**Exercise aim**
Go over the entries below line by line, copying each one that contains the word "bool".

**Dataset entries**

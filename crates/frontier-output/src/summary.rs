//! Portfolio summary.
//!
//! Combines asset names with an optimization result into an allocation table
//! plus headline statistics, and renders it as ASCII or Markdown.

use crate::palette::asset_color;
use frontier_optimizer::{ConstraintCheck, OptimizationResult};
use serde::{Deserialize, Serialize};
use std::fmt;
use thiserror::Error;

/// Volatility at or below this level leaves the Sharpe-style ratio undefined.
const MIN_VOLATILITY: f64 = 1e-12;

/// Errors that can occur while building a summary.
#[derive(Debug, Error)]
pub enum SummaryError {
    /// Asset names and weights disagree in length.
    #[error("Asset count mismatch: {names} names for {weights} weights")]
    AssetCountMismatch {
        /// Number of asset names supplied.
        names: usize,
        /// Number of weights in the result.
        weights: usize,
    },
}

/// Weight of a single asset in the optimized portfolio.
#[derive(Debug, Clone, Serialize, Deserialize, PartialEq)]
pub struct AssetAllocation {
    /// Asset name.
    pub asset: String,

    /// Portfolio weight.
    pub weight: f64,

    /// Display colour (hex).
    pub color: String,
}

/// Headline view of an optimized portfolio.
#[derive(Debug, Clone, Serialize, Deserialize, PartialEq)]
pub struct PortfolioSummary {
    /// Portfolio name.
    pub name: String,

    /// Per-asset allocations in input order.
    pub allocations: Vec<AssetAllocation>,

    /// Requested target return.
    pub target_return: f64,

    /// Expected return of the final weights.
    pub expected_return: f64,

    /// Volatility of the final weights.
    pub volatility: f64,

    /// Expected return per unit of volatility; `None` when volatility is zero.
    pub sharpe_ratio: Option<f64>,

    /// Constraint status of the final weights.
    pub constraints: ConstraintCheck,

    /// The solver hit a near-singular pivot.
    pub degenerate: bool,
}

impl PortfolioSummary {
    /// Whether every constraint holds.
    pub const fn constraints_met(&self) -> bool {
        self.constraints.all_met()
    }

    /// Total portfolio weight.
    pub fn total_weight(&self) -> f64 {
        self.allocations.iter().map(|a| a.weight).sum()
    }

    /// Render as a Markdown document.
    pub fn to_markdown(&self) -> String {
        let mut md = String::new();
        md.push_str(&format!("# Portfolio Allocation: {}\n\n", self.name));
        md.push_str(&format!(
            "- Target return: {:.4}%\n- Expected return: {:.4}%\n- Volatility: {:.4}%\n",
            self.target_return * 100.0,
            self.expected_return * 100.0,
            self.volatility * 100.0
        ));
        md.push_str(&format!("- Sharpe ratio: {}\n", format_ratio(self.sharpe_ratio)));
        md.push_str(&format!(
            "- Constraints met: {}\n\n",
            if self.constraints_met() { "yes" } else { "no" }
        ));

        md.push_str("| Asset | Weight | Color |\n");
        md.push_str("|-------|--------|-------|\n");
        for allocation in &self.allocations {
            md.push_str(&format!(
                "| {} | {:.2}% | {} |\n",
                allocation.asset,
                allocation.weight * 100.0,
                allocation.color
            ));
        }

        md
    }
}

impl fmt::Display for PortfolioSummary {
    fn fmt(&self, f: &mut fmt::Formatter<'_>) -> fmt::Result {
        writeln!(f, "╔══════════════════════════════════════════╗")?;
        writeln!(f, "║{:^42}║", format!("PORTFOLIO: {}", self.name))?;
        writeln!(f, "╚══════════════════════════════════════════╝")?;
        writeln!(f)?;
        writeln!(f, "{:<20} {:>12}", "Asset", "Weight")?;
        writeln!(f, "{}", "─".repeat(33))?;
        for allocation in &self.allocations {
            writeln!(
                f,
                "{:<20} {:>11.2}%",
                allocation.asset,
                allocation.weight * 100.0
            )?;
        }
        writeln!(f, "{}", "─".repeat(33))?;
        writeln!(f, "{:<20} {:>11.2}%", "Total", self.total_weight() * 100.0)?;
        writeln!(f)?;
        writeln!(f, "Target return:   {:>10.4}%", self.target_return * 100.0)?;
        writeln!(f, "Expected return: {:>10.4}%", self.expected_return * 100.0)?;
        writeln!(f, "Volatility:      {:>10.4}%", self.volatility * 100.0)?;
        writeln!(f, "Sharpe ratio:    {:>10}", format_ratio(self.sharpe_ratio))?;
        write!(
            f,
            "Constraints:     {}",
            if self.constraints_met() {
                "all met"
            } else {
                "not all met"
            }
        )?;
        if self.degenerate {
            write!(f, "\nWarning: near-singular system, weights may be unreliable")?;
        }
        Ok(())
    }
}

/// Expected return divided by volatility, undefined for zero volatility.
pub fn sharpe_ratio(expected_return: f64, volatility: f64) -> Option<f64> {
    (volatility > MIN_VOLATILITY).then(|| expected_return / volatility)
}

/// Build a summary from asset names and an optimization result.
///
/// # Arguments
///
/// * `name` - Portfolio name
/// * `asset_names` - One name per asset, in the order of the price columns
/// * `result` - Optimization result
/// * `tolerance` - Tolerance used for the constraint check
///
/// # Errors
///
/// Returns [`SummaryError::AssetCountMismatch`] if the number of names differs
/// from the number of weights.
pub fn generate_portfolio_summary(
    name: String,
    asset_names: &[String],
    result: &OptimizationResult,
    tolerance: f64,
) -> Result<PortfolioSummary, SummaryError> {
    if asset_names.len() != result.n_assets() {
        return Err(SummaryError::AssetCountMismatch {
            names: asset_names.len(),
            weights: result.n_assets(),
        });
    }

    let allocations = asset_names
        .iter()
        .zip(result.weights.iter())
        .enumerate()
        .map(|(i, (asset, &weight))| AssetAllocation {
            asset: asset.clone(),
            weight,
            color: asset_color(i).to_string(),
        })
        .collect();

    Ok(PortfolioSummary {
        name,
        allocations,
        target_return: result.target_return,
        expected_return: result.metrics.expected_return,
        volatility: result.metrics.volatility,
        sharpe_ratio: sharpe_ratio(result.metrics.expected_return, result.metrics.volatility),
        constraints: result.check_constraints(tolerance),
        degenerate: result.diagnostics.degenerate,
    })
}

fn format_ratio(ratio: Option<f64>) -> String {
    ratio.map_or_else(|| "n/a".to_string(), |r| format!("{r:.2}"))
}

**Task solution**
    pub degenerate: bool,
    pub const fn constraints_met(&self) -> bool {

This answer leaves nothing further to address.